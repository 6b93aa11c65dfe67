/*
 *  Copyright 2025-2026 Corral Maintainers
 *
 *  Licensed under the Apache License, Version 2.0 (the "License");
 *  you may not use this file except in compliance with the License.
 *  You may obtain a copy of the License at
 *
 *      http://www.apache.org/licenses/LICENSE-2.0
 *
 *  Unless required by applicable law or agreed to in writing, software
 *  distributed under the License is distributed on an "AS IS" BASIS,
 *  WITHOUT WARRANTIES OR CONDITIONS OF ANY KIND, either express or implied.
 *  See the License for the specific language governing permissions and
 *  limitations under the License.
 */

//! Best-effort event bus for status notifications.
//!
//! Publishing never blocks a worker: when the buffer is full, or nobody holds
//! the receiver any more, the event is dropped. Subscribers that need the
//! authoritative state read the job store.

use crate::database::universal_types::UniversalUuid;
use crate::models::job::Job;
use parking_lot::Mutex;
use serde::{Deserialize, Serialize};
use serde_json::json;
use std::sync::atomic::{AtomicU64, Ordering};
use tokio::sync::mpsc;
use tracing::debug;

#[derive(Debug, Clone, Copy, PartialEq, Eq, Hash, Serialize, Deserialize)]
#[serde(rename_all = "snake_case")]
pub enum EventType {
    JobUpdate,
    StateChange,
}

impl EventType {
    pub fn as_str(&self) -> &'static str {
        match self {
            EventType::JobUpdate => "job_update",
            EventType::StateChange => "state_change",
        }
    }
}

/// One notification.
#[derive(Debug, Clone, PartialEq, Serialize, Deserialize)]
pub struct Event {
    #[serde(rename = "type")]
    pub event_type: EventType,
    pub job_id: Option<UniversalUuid>,
    pub target: String,
    pub payload: serde_json::Value,
    /// Unix seconds.
    pub timestamp: i64,
}

impl Event {
    /// Snapshot of a job's status after a transition.
    pub fn job_update(job: &Job) -> Self {
        Self {
            event_type: EventType::JobUpdate,
            job_id: Some(job.id),
            target: job.target.clone(),
            payload: json!({
                "job_type": job.job_type.as_str(),
                "status": job.status.as_str(),
                "error": job.error,
                "attempt_count": job.attempt_count,
            }),
            timestamp: chrono::Utc::now().timestamp(),
        }
    }

    /// An instance's power state changed.
    pub fn state_change(job_id: Option<UniversalUuid>, target: &str, status: &str) -> Self {
        Self {
            event_type: EventType::StateChange,
            job_id,
            target: target.to_string(),
            payload: json!({ "status": status }),
            timestamp: chrono::Utc::now().timestamp(),
        }
    }
}

pub struct EventBus {
    sender: mpsc::Sender<Event>,
    receiver: Mutex<Option<mpsc::Receiver<Event>>>,
    dropped: AtomicU64,
}

impl std::fmt::Debug for EventBus {
    fn fmt(&self, f: &mut std::fmt::Formatter<'_>) -> std::fmt::Result {
        f.debug_struct("EventBus")
            .field("dropped", &self.dropped.load(Ordering::Relaxed))
            .finish()
    }
}

impl EventBus {
    pub fn new(capacity: usize) -> Self {
        let (sender, receiver) = mpsc::channel(capacity.max(1));
        Self {
            sender,
            receiver: Mutex::new(Some(receiver)),
            dropped: AtomicU64::new(0),
        }
    }

    /// Enqueues an event without waiting. Returns whether it was accepted.
    pub fn publish(&self, event: Event) -> bool {
        match self.sender.try_send(event) {
            Ok(()) => true,
            Err(e) => {
                self.dropped.fetch_add(1, Ordering::Relaxed);
                debug!("Dropping event: {}", e);
                false
            }
        }
    }

    /// Hands out the receiving end. Only the first caller gets it.
    pub fn take_receiver(&self) -> Option<mpsc::Receiver<Event>> {
        self.receiver.lock().take()
    }

    pub fn dropped_count(&self) -> u64 {
        self.dropped.load(Ordering::Relaxed)
    }
}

§

Exercise description - Reproduce the listing above line for line, exactly.

Answer area -
repository 6b93aa11c65dfe67
/*
 *  Copyright 2025-2026 Corral Maintainers
 *
 *  Licensed under the Apache License, Version 2.0 (the "License");
 *  you may not use this file except in compliance with the License.
 *  You may obtain a copy of the License at
 *
 *      http://www.apache.org/licenses/LICENSE-2.0
 *
 *  Unless required by applicable law or agreed to in writing, software
 *  distributed under the License is distributed on an "AS IS" BASIS,
 *  WITHOUT WARRANTIES OR CONDITIONS OF ANY KIND, either express or implied.
 *  See the License for the specific language governing permissions and
 *  limitations under the License.
 */

//! Best-effort event bus for status notifications.
//!
//! Publishing never blocks a worker: when the buffer is full, or nobody holds
//! the receiver any more, the event is dropped. Subscribers that need the
//! authoritative state read the job store.

use crate::database::universal_types::UniversalUuid;
use crate::models::job::Job;
use parking_lot::Mutex;
use serde::{Deserialize, Serialize};
use serde_json::json;
use std::sync::atomic::{AtomicU64, Ordering};
use tokio::sync::mpsc;
use tracing::debug;

#[derive(Debug, Clone, Copy, PartialEq, Eq, Hash, Serialize, Deserialize)]
#[serde(rename_all = "snake_case")]
pub enum EventType {
    JobUpdate,
    StateChange,
}

impl EventType {
    pub fn as_str(&self) -> &'static str {
        match self {
            EventType::JobUpdate => "job_update",
            EventType::StateChange => "state_change",
        }
    }
}

/// One notification.
#[derive(Debug, Clone, PartialEq, Serialize, Deserialize)]
pub struct Event {
    #[serde(rename = "type")]
    pub event_type: EventType,
    pub job_id: Option<UniversalUuid>,
    pub target: String,
    pub payload: serde_json::Value,
    /// Unix seconds.
    pub timestamp: i64,
}

impl Event {
    /// Snapshot of a job's status after a transition.
    pub fn job_update(job: &Job) -> Self {
        Self {
            event_type: EventType::JobUpdate,
            job_id: Some(job.id),
            target: job.target.clone(),
            payload: json!({
                "job_type": job.job_type.as_str(),
                "status": job.status.as_str(),
                "error": job.error,
                "attempt_count": job.attempt_count,
            }),
            timestamp: chrono::Utc::now().timestamp(),
        }
    }

    /// An instance's power state changed.
    pub fn state_change(job_id: Option<UniversalUuid>, target: &str, status: &str) -> Self {
        Self {
            event_type: EventType::StateChange,
            job_id,
            target: target.to_string(),
            payload: json!({ "status": status }),
            timestamp: chrono::Utc::now().timestamp(),
        }
    }
}

pub struct EventBus {
    sender: mpsc::Sender<Event>,
    receiver: Mutex<Option<mpsc::Receiver<Event>>>,
    dropped: AtomicU64,
}

impl std::fmt::Debug for EventBus {
    fn fmt(&self, f: &mut std::fmt::Formatter<'_>) -> std::fmt::Result {
        f.debug_struct("EventBus")
            .field("dropped", &self.dropped.load(Ordering::Relaxed))
            .finish()
    }
}

impl EventBus {
    pub fn new(capacity: usize) -> Self {
        let (sender, receiver) = mpsc::channel(capacity.max(1));
        Self {
            sender,
            receiver: Mutex::new(Some(receiver)),
            dropped: AtomicU64::new(0),
        }
    }

    /// Enqueues an event without waiting. Returns whether it was accepted.
    pub fn publish(&self, event: Event) -> bool {
        match self.sender.try_send(event) {
            Ok(()) => true,
            Err(e) => {
                self.dropped.fetch_add(1, Ordering::Relaxed);
                debug!("Dropping event: {}", e);
                false
            }
        }
    }

    /// Hands out the receiving end. Only the first caller gets it.
    pub fn take_receiver(&self) -> Option<mpsc::Receiver<Event>> {
        self.receiver.lock().take()
    }

    pub fn dropped_count(&self) -> u64 {
        self.dropped.load(Ordering::Relaxed)
    }
}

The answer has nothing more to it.